Cardiac involvement is known mainly to be associated with viperine bites.4 There are four types of venomous snakes in Korea. Three belong to the family Viperidae; that is, Agkistrodon brevicaudus, Agkistrodon ussuriensis, and Agkistrodon saxatilis. The other Rhabdophis tigrinus belongs to the family Cloubridae.10 In this study, the incidence of ACVEs development within 48 hrs following treatment commencement in a venomous snakebite cases was greater than expected (13.8%). To the best of our knowledge, this is the first report to address ACVEs after a venomous snakebite in Korea. In this study, there was no mortality, irrespective of ACVEs. In the present study, therefore, we cannot predict the prognosis of patients with ACVEs. Nevertheless, previous studies showed that the most severe complications and fatalities are unrelated to cardiac abnormalities.1112

Serum TnI is used to detect myocardial injury, because it is expressed as a cardio-specific isoforms.13 For this reason therefore, the occurrence of myocardial injury was checked in the present study by hs-TnI assay and ECG. In fact, all 9 patients who experienced ACVEs exhibited myocardial injury. Furthermore, 7 patients showed TnI elevation, but none showed TnI elevation with ECG determined ischemic change. The elevated hs-TnI levels observed in the present study (median: 0.063 ng/mL, maximum: 3.000 ng/mL) were lower than those of other myocardial injuries reported, such as myocardial infarction and myocarditis.14

In a study conducted in northeastern Nigeria involving 108 patients with a viperine snakebite, including carpet viper (93%), burrowing asp, and puff adder (4.6%) bites, more than 60% of patients were shown to have electrocardiographic abnormalities, but cardiac troponin T was elevated in only 2% of patients.11 The only other systematic study, conducted in Papua New Guinea, using ECG and cardiac troponin T levels, also concluded that myocardial damage is uncommon following elapid sna-kebites.15

In the ACVEs group, two patients had shock requiring vasopressors. We thought that shock might be caused by anaphylaxis because all two patients had skin rash and subsequently recovered after treatment of intravenous epinephrine.

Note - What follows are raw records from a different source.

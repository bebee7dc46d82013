//! Learner port - abstraction over everything that can pick a move
//!
//! Q-learning agents, minimax search, the rule-based default player, random
//! play and a human at the terminal all sit behind this one trait.

use crate::{
    Result,
    game::{BoardState, GameOutcome, Player},
};

/// Unified interface for all players
///
/// # Examples
///
/// ```no_run
/// use tabq::{
///     game::{BoardState, GameKind},
///     ports::Learner,
///     strategies::RandomLearner,
/// };
///
/// let mut player = RandomLearner::new("random");
/// let board = BoardState::new(GameKind::Connect4);
/// let column = player.select_move(&board).unwrap();
/// assert!(column < 7);
/// ```
pub trait Learner: Send {
    /// Select an action for the player to move in `state`.
    ///
    /// # Errors
    ///
    /// Returns an error if no valid moves are available (terminal state),
    /// or if the player cannot produce a move (e.g. closed input).
    fn select_move(&mut self, state: &BoardState) -> Result<usize>;

    /// Update the learner after a game completes.
    ///
    /// # Parameters
    ///
    /// * `initial` - Position the game started from
    /// * `moves` - Actions played from `initial`, alternating players
    /// * `outcome` - Final outcome of the game
    /// * `role` - Which player this learner was playing as
    ///
    /// The default implementation does nothing, suitable for non-adaptive
    /// players.
    fn learn(
        &mut self,
        _initial: &BoardState,
        _moves: &[usize],
        _outcome: GameOutcome,
        _role: Player,
    ) -> Result<()> {
        Ok(())
    }

    /// Name used in CSV rows and console output.
    fn name(&self) -> &str;

    /// Reset learner state to initial conditions.
    fn reset(&mut self) -> Result<()> {
        Ok(())
    }

    /// Enable downcasting to concrete types.
    fn as_any(&self) -> &dyn std::any::Any;

    /// Seed the learner's internal random number generator.
    ///
    /// Sessions call this when supplied with a deterministic seed.
    /// Stateless learners can ignore it.
    fn set_rng_seed(&mut self, _seed: u64) -> Result<()> {
        Ok(())
    }
}
//! Board symmetries used to share Q-values between equivalent positions

use serde::{Deserialize, Serialize};

use super::{BoardState, Cell, GameKind, MAX_CELLS};

/// A symmetry of the board: an optional left-right mirror followed by a
/// clockwise rotation.
///
/// Tic-Tac-Toe uses the full dihedral group of the square (8 elements).
/// Connect-4 is only symmetric under the mirror, since gravity fixes the
/// vertical axis.
#[derive(Debug, Clone, Copy, PartialEq, Eq, Hash, Serialize, Deserialize)]
pub struct Symmetry {
    /// Rotation in degrees (0, 90, 180, 270)
    pub rotation: u16,
    /// Whether to mirror columns before rotating
    pub reflection: bool,
}

impl Symmetry {
    pub fn identity() -> Self {
        Symmetry {
            rotation: 0,
            reflection: false,
        }
    }

    /// All symmetries that preserve the rules of `kind`.
    pub fn all(kind: GameKind) -> Vec<Symmetry> {
        match kind {
            GameKind::TicTacToe => {
                let mut transforms = Vec::with_capacity(8);
                for rotation in [0, 90, 180, 270] {
                    transforms.push(Symmetry {
                        rotation,
                        reflection: false,
                    });
                    transforms.push(Symmetry {
                        rotation,
                        reflection: true,
                    });
                }
                transforms
            }
            GameKind::Connect4 => vec![
                Symmetry::identity(),
                Symmetry {
                    rotation: 0,
                    reflection: true,
                },
            ],
        }
    }

    /// Map a cell index to its image under this symmetry.
    pub fn transform_cell(&self, kind: GameKind, idx: usize) -> usize {
        let cols = kind.cols();
        let (mut row, mut col) = (idx / cols, idx % cols);

        if self.reflection {
            col = cols - 1 - col;
        }

        // Rotations only occur on square boards.
        let n = kind.rows();
        for _ in 0..(self.rotation / 90) {
            let new_row = col;
            let new_col = n - 1 - row;
            row = new_row;
            col = new_col;
        }

        row * cols + col
    }

    /// Map an action to its image under this symmetry.
    pub fn transform_action(&self, kind: GameKind, action: usize) -> usize {
        match kind {
            GameKind::TicTacToe => self.transform_cell(kind, action),
            GameKind::Connect4 if self.reflection => kind.cols() - 1 - action,
            GameKind::Connect4 => action,
        }
    }

    pub fn inverse(&self) -> Symmetry {
        if self.reflection {
            // mirror-then-rotate is always an involution
            *self
        } else {
            Symmetry {
                rotation: (360 - self.rotation) % 360,
                reflection: false,
            }
        }
    }
}

impl BoardState {
    /// Apply a symmetry to the board
    pub fn transform(&self, symmetry: &Symmetry) -> Self {
        let mut cells = [Cell::Empty; MAX_CELLS];
        for idx in 0..self.kind.cells() {
            cells[symmetry.transform_cell(self.kind, idx)] = self.cells[idx];
        }
        BoardState {
            kind: self.kind,
            cells,
            to_move: self.to_move,
        }
    }
}

#[cfg(test)]
mod tests {
    use super::*;

    #[test]
    fn test_inverse_round_trips_every_cell() {
        for kind in [GameKind::TicTacToe, GameKind::Connect4] {
            for symmetry in Symmetry::all(kind) {
                let inverse = symmetry.inverse();
                for idx in 0..kind.cells() {
                    let image = symmetry.transform_cell(kind, idx);
                    assert_eq!(inverse.transform_cell(kind, image), idx);
                }
            }
        }
    }

    #[test]
    fn test_connect4_mirror_maps_columns() {
        let mirror = Symmetry {
            rotation: 0,
            reflection: true,
        };
        assert_eq!(mirror.transform_action(GameKind::Connect4, 0), 6);
        assert_eq!(mirror.transform_action(GameKind::Connect4, 3), 3);
        // bottom-left corner goes to bottom-right
        assert_eq!(mirror.transform_cell(GameKind::Connect4, 35), 41);
    }

    #[test]
    fn test_rotation_moves_corner_clockwise() {
        let quarter = Symmetry {
            rotation: 90,
            reflection: false,
        };
        assert_eq!(quarter.transform_cell(GameKind::TicTacToe, 0), 2);
        assert_eq!(quarter.transform_cell(GameKind::TicTacToe, 4), 4);
    }
}
use std::path::Path;

use tabq::{
    BoardState, GameKind, Result,
    ports::Learner,
    q_learning::{
        QTable, QTableFileName, SavedQTable, SelfPlayTrainer, TrainingBudget, TrainingMetadata,
    },
    strategies::StrategySpec,
};
use tempfile::tempdir;

fn trained(game: GameKind) -> Result<QTable> {
    let mut trainer = SelfPlayTrainer::new(game, QTable::new(0.5, 0.9, 0.0)).with_seed(21);
    trainer.train_both_seats(TrainingBudget::episodes(40))?;
    Ok(trainer.into_table())
}

#[test]
fn test_json_and_msgpack_hold_the_same_table() -> Result<()> {
    let tmp = tempdir().unwrap();
    let table = trained(GameKind::TicTacToe)?;
    let saved = SavedQTable::from_table(GameKind::TicTacToe, &table, TrainingMetadata::default());

    let json = tmp.path().join("t.json");
    let msgpack = tmp.path().join("t.mpk");
    saved.save_to_file(&json)?;
    saved.save_to_file(&msgpack)?;

    let from_json = SavedQTable::load_from_file(&json)?.to_table()?;
    let from_msgpack = SavedQTable::load_from_file(&msgpack)?.to_table()?;
    assert_eq!(from_json.entries(), table.entries());
    assert_eq!(from_msgpack.entries(), table.entries());
    Ok(())
}

#[test]
fn test_json_layout() -> Result<()> {
    let tmp = tempdir().unwrap();
    let mut table = QTable::new(0.5, 0.9, 0.0);
    let key = BoardState::new(GameKind::TicTacToe).canonical_context().key;
    table.set(&key, 4, 0.75);
    let path = tmp.path().join("layout.json");
    SavedQTable::from_table(GameKind::TicTacToe, &table, TrainingMetadata::default())
        .save_to_file(&path)?;

    let value: serde_json::Value = serde_json::from_str(&std::fs::read_to_string(&path).unwrap())?;
    assert_eq!(value["version"], 1);
    assert_eq!(value["game"], "ttt");
    assert_eq!(value["table"]["ttt:.../.../..."]["4"], 0.75);
    assert!(value["metadata"].is_object());
    Ok(())
}

#[test]
fn test_saved_table_builds_a_player() -> Result<()> {
    let tmp = tempdir().unwrap();
    let table = trained(GameKind::Connect4)?;
    let name = QTableFileName {
        datetime: "20240101000000".to_string(),
        game: GameKind::Connect4,
        alpha: 0.5,
        gamma: 0.9,
        episodes: 80,
        minutes: 0,
    };
    let path = tmp.path().join(name.with_extension("json"));
    SavedQTable::from_table(GameKind::Connect4, &table, TrainingMetadata::default())
        .save_to_file(&path)?;

    let spec: StrategySpec = format!("qtable:{}", path.display()).parse()?;
    let mut player = spec.build(GameKind::Connect4, Some(3))?;
    assert_eq!(player.name(), "qtab");
    let board = BoardState::new(GameKind::Connect4);
    assert!(board.is_legal(player.select_move(&board)?));

    assert!(matches!(
        spec.build(GameKind::TicTacToe, None),
        Err(tabq::Error::GameMismatch { .. })
    ));
    assert_eq!(
        QTableFileName::previous_minutes(Path::new(&path)),
        Some(0)
    );
    Ok(())
}
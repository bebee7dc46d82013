//! Winning line enumeration for both games

use std::sync::OnceLock;

use super::GameKind;

static TIC_TAC_TOE_LINES: OnceLock<Vec<Vec<usize>>> = OnceLock::new();
static CONNECT4_LINES: OnceLock<Vec<Vec<usize>>> = OnceLock::new();

/// Directions scanned when building lines: rows, columns, diagonals, anti-diagonals.
const DIRECTIONS: [(isize, isize); 4] = [(0, 1), (1, 0), (1, 1), (1, -1)];

/// Every window of `connect` cells that wins the game when filled by one player.
///
/// Lines are grouped by direction, so for Tic-Tac-Toe the order is the three
/// rows, the three columns, the diagonal and then the anti-diagonal.
pub fn lines(kind: GameKind) -> &'static [Vec<usize>] {
    match kind {
        GameKind::TicTacToe => TIC_TAC_TOE_LINES.get_or_init(|| build_lines(kind)),
        GameKind::Connect4 => CONNECT4_LINES.get_or_init(|| build_lines(kind)),
    }
}

fn build_lines(kind: GameKind) -> Vec<Vec<usize>> {
    let rows = kind.rows() as isize;
    let cols = kind.cols() as isize;
    let span = kind.connect() as isize - 1;

    let mut lines = Vec::new();
    for (dr, dc) in DIRECTIONS {
        for row in 0..rows {
            for col in 0..cols {
                let end_row = row + dr * span;
                let end_col = col + dc * span;
                if !(0..rows).contains(&end_row) || !(0..cols).contains(&end_col) {
                    continue;
                }
                let line = (0..=span)
                    .map(|step| ((row + dr * step) * cols + (col + dc * step)) as usize)
                    .collect();
                lines.push(line);
            }
        }
    }
    lines
}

Although the mechanism of myocardial damage from snakebite remains unclear,16,17,18,19,20,21,22 four possible mechanisms have been proposed for the development of acute myocardial infarction after a snakebite: 1) hypovolemic shock due to increased vascular permeability; 2) coronary thrombosis resulting from hypercoagulability; 3) direct cardio-toxicity; and 4) vasospasm caused by snake venom. In this study, shock occurred only in 2 patients and bleeding tendency was rather higher than hypercoagulability tendency in the ACVEs group. A well designed prospective study is needed to determine the pathogenesis of myocardial injury.

Coagulopathy is a feature of viperin snakebites.3 In Korea, the prevalence of coagulopathy varies from 2.1–82.4% in snakebite victims.23242526 In the present study, the prevalence of DIC was high (46.2%) in total 65 patients. Although no significant intergroup difference was observed, except for bleeding, hematologic complications were more severe in the ACVEs group. ACVEs group had more cardiac disease history, which resulted in higher chance of taking antiplatelet or anticoagulant such as aspirin or warfarin. Therefore, it is likely that ACVEs group had more bleeding complication.

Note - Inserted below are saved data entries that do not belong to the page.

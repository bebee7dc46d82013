//! The numbered experiments
//!
//! Each experiment is a table of matchups played as sessions, except
//! experiment 5 which times a single full-depth minimax search.

use std::{
    fs::{self, OpenOptions},
    io::Write,
    path::{Path, PathBuf},
    time::{Duration, Instant},
};

use log::info;
use serde::{Deserialize, Serialize};

use crate::{
    Error, Result,
    game::{BoardState, GameKind},
    pipeline::{Channels, OutputConfig, ProgressObserver, Session, SessionConfig, SessionSummary},
    strategies::{MinimaxLearner, StrategySpec},
    utils::minutes_to_duration,
};

pub const EXPERIMENT_IDS: [u8; 8] = [1, 2, 3, 4, 5, 6, 7, 8];

/// Default time budget of the minimax stress test
pub const DEFAULT_STRESS_MINUTES: f64 = 30.0;

/// Mid-game Connect-4 position searched by experiment 5
pub const STRESS_BOARD: [&str; 6] = [
    ".......",
    ".......",
    ".......",
    ".....RY",
    "...RRRY",
    "...RYYY",
];

/// Two players and how many games they play
#[derive(Debug, Clone, PartialEq)]
pub struct Matchup {
    pub session_id: String,
    pub player1: StrategySpec,
    pub player2: StrategySpec,
    pub num_games: usize,
}

impl Matchup {
    fn new(
        session_id: &str,
        player1: StrategySpec,
        player2: StrategySpec,
        num_games: usize,
    ) -> Self {
        Self {
            session_id: session_id.to_string(),
            player1,
            player2,
            num_games,
        }
    }
}

#[derive(Debug, Clone, PartialEq)]
pub enum ExperimentPlan {
    Sessions {
        matchups: Vec<Matchup>,
        output: OutputConfig,
    },
    /// Time a full-depth minimax search of [`STRESS_BOARD`]
    MinimaxStress,
}

#[derive(Debug, Clone, PartialEq)]
pub struct Experiment {
    pub id: u8,
    pub title: &'static str,
    pub game: GameKind,
    pub plan: ExperimentPlan,
}

impl Experiment {
    /// Look up experiment `id`. Experiments with a Q-learning player need
    /// `q_table`.
    pub fn get(id: u8, q_table: Option<&Path>) -> Result<Self> {
        let qtab = || -> Result<StrategySpec> {
            q_table
                .map(|path| StrategySpec::QTable(path.to_path_buf()))
                .ok_or_else(|| Error::InvalidConfiguration {
                    message: format!("experiment {id} needs a Q-table (--q-table)"),
                })
        };
        let minimax_ab = |depth| StrategySpec::minimax(depth, true);

        let (title, game, matchups) = match id {
            1 => (
                "Tic-Tac-Toe: minimax vs default, Q-learning vs default",
                GameKind::TicTacToe,
                vec![
                    Matchup::new(
                        "exp1_x_minimax_o_def",
                        minimax_ab(None),
                        StrategySpec::Default,
                        100,
                    ),
                    Matchup::new("exp1_x_qtab_o_def", qtab()?, StrategySpec::Default, 100),
                ],
            ),
            2 => (
                "Connect-4: default vs minimax, default vs Q-learning",
                GameKind::Connect4,
                vec![
                    Matchup::new(
                        "exp2_con4_r_def_y_minimax",
                        StrategySpec::Default,
                        minimax_ab(Some(5)),
                        100,
                    ),
                    Matchup::new("exp2_con4_r_def_y_tabq", StrategySpec::Default, qtab()?, 100),
                ],
            ),
            3 => (
                "Tic-Tac-Toe: Q-learning vs minimax",
                GameKind::TicTacToe,
                vec![Matchup::new("exp3_x_qtab_o_minimax", qtab()?, minimax_ab(None), 100)],
            ),
            4 => (
                "Connect-4: Q-learning vs minimax",
                GameKind::Connect4,
                vec![Matchup::new("exp4_r_qtab_y_minimax", qtab()?, minimax_ab(Some(5)), 100)],
            ),
            5 => {
                return Ok(Self {
                    id,
                    title: "Connect-4: full-depth minimax stress test",
                    game: GameKind::Connect4,
                    plan: ExperimentPlan::MinimaxStress,
                });
            }
            6 => (
                "Connect-4: random vs Q-learning",
                GameKind::Connect4,
                vec![Matchup::new("exp6_r_rand_y_tabq", StrategySpec::Random, qtab()?, 100)],
            ),
            7 => {
                return Ok(Self {
                    id,
                    title: "Tic-Tac-Toe: minimax vs a human player",
                    game: GameKind::TicTacToe,
                    plan: ExperimentPlan::Sessions {
                        matchups: vec![
                            Matchup::new(
                                "exp7_x_minimax_o_manual",
                                StrategySpec::minimax(None, false),
                                StrategySpec::Manual,
                                1,
                            ),
                            Matchup::new(
                                "exp7_x_minimax_ab_o_manual",
                                minimax_ab(None),
                                StrategySpec::Manual,
                                1,
                            ),
                        ],
                        output: OutputConfig {
                            print: Some(Channels::game_play()),
                            log: Some(Channels::game_play()),
                            csv: Some(GameKind::TicTacToe.tag().to_string()),
                        },
                    },
                });
            }
            8 => (
                "Tic-Tac-Toe: depth-limited minimax vs default",
                GameKind::TicTacToe,
                vec![
                    Matchup::new(
                        "exp8_ttt_x_minimax_2_depth_o_def",
                        minimax_ab(Some(2)),
                        StrategySpec::Default,
                        100,
                    ),
                    Matchup::new(
                        "exp8_ttt_x_minimax_1000_depth_o_def",
                        minimax_ab(Some(1000)),
                        StrategySpec::Default,
                        100,
                    ),
                ],
            ),
            other => {
                return Err(Error::InvalidConfiguration {
                    message: format!("unknown experiment {other}, expected 1 to 8"),
                });
            }
        };

        Ok(Self {
            id,
            title,
            game,
            plan: ExperimentPlan::Sessions {
                matchups,
                output: OutputConfig::session_metrics(game.tag()),
            },
        })
    }
}

/// Settings shared by every experiment run
#[derive(Debug, Clone)]
pub struct ExperimentOptions {
    pub logs_folder: PathBuf,
    pub csv_folder: PathBuf,
    pub q_table: Option<PathBuf>,
    /// Overrides every matchup's game count
    pub games: Option<usize>,
    pub seed: Option<u64>,
    /// Time budget of experiment 5
    pub max_minutes: f64,
    pub progress: bool,
}

impl ExperimentOptions {
    pub fn new(logs_folder: impl Into<PathBuf>, csv_folder: impl Into<PathBuf>) -> Self {
        Self {
            logs_folder: logs_folder.into(),
            csv_folder: csv_folder.into(),
            q_table: None,
            games: None,
            seed: None,
            max_minutes: DEFAULT_STRESS_MINUTES,
            progress: false,
        }
    }
}

/// Outcome of the minimax stress test
#[derive(Debug, Clone, Serialize, Deserialize)]
pub struct StressReport {
    pub run_time: Duration,
    pub nodes_visited: u64,
    /// Whether the search finished inside the budget
    pub completed: bool,
    pub best_action: Option<usize>,
    pub log_path: PathBuf,
}

#[derive(Debug, Clone)]
pub enum ExperimentReport {
    Sessions(Vec<SessionSummary>),
    Stress(StressReport),
}

/// Run experiment `id`
pub fn run_experiment(id: u8, options: &ExperimentOptions) -> Result<ExperimentReport> {
    let experiment = Experiment::get(id, options.q_table.as_deref())?;
    info!("Experiment {}: {}", experiment.id, experiment.title);

    match experiment.plan {
        ExperimentPlan::MinimaxStress => {
            let budget = minutes_to_duration(options.max_minutes)?;
            minimax_stress(&options.logs_folder, budget, options.max_minutes)
                .map(ExperimentReport::Stress)
        }
        ExperimentPlan::Sessions { matchups, output } => {
            let mut summaries = Vec::with_capacity(matchups.len());
            for (index, matchup) in matchups.iter().enumerate() {
                let seed = options.seed.map(|seed| seed.wrapping_add(2 * index as u64));
                let num_games = options.games.unwrap_or(matchup.num_games);
                summaries.push(run_matchup(
                    experiment.game,
                    matchup,
                    num_games,
                    seed,
                    &output,
                    options,
                )?);
            }
            Ok(ExperimentReport::Sessions(summaries))
        }
    }
}

fn run_matchup(
    game: GameKind,
    matchup: &Matchup,
    num_games: usize,
    seed: Option<u64>,
    output: &OutputConfig,
    options: &ExperimentOptions,
) -> Result<SessionSummary> {
    let mut player1 = matchup.player1.build(game, None)?;
    let mut player2 = matchup.player2.build(game, None)?;

    let config = SessionConfig::new(matchup.session_id.clone(), num_games).with_seed(seed);
    let mut session = Session::new(config)
        .with_observers(output.observers(Some(&options.logs_folder), Some(&options.csv_folder)));
    let interactive = matchup.player1.needs_terminal() || matchup.player2.needs_terminal();
    if options.progress && !interactive {
        session = session.with_observer(Box::new(ProgressObserver::new()));
    }

    session.run(game, player1.as_mut(), player2.as_mut())
}

/// Search [`STRESS_BOARD`] with full-depth minimax, without pruning, until
/// the search ends or `budget` runs out, then append the run time and node
/// count to `exp5_minimax_connect4_{minutes}mins.log` in `logs_folder`.
pub fn minimax_stress(
    logs_folder: &Path,
    budget: Duration,
    minutes: f64,
) -> Result<StressReport> {
    let board = BoardState::from_rows(GameKind::Connect4, &STRESS_BOARD)?;
    let mut minimax = MinimaxLearner::new("minimax", None, false);

    info!("Searching for {:.1} minutes", budget.as_secs_f64() / 60.0);
    let deadline = Instant::now()
        .checked_add(budget)
        .ok_or_else(|| Error::InvalidConfiguration {
            message: format!("time budget of {minutes} minutes is too large"),
        })?;
    let outcome = minimax.search_with_deadline(&board, deadline)?;

    fs::create_dir_all(logs_folder)
        .map_err(|e| Error::io(format!("create {}", logs_folder.display()), e))?;
    let log_path = logs_folder.join(format!("exp5_minimax_connect4_{minutes}mins.log"));
    let text = format!(
        "Applied Minimax on board:\n{board}\n\nRun Time = {} seconds.\nNo. of moves visited = {}",
        outcome.elapsed.as_secs_f64(),
        outcome.nodes_visited
    );
    let mut file = OpenOptions::new()
        .create(true)
        .append(true)
        .open(&log_path)
        .map_err(|e| Error::io(format!("open {}", log_path.display()), e))?;
    writeln!(file, "\n{text}")
        .map_err(|e| Error::io(format!("write {}", log_path.display()), e))?;
    println!("\n{text}");

    Ok(StressReport {
        run_time: outcome.elapsed,
        nodes_visited: outcome.nodes_visited,
        completed: outcome.completed,
        best_action: outcome.action,
        log_path,
    })
}

#[cfg(test)]
mod tests {
    use super::*;

    #[test]
    fn test_every_experiment_is_defined() -> Result<()> {
        let q_table = Path::new("q.json");
        for id in EXPERIMENT_IDS {
            let experiment = Experiment::get(id, Some(q_table))?;
            assert_eq!(experiment.id, id);
        }
        assert!(Experiment::get(9, Some(q_table)).is_err());
        Ok(())
    }

    #[test]
    fn test_q_table_required_only_where_used() {
        for id in [2, 3, 4, 6] {
            assert!(matches!(
                Experiment::get(id, None),
                Err(Error::InvalidConfiguration { .. })
            ));
        }
        assert!(Experiment::get(1, None).is_err());
        for id in [5, 7, 8] {
            assert!(Experiment::get(id, None).is_ok());
        }
    }

    #[test]
    fn test_stress_board_is_legal_and_red_to_move() -> Result<()> {
        let board = BoardState::from_rows(GameKind::Connect4, &STRESS_BOARD)?;
        assert_eq!(board.to_move, crate::game::Player::One);
        assert!(!board.is_terminal());
        Ok(())
    }

    #[test]
    fn test_stress_with_empty_budget_writes_log() -> Result<()> {
        let dir = tempfile::tempdir().map_err(|e| Error::io("tempdir", e))?;
        let report = minimax_stress(dir.path(), Duration::ZERO, 0.0)?;
        assert!(!report.completed);
        assert!(report.nodes_visited >= 1);
        assert!(report.log_path.ends_with("exp5_minimax_connect4_0mins.log"));
        let text = fs::read_to_string(&report.log_path).map_err(|e| Error::io("read log", e))?;
        assert!(text.contains("Applied Minimax on board:"));
        assert!(text.contains("No. of moves visited = "));
        Ok(())
    }
}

This study has some limitations that bear consideration. First, the study was conducted using a retrospective design at one hospital, and thus, some relevant parameters were not included. Second, we could not conclude for cardiac function in patients with ACVEs because we performed echocardiography on only 2 out of 9 patients with ACVEs. Two patients had normal heart function. Third, our study is limited by lack of serial ECG and serum hs-TnI testing, which would have confirmed any reversal of abnormalities. Fourth, a bias might be caused by exclusions. Therefore, we propose that further prospective studies are needed to investigate serial echocardiography and prognosis of cardiac injury in patients with venomous snakebite.

In conclusion, significant proportion of the patients with venomous snakebite is associated with occurrence of ACVEs. Patients with ACVEs have more underlying cardiac disease and bleeding complication.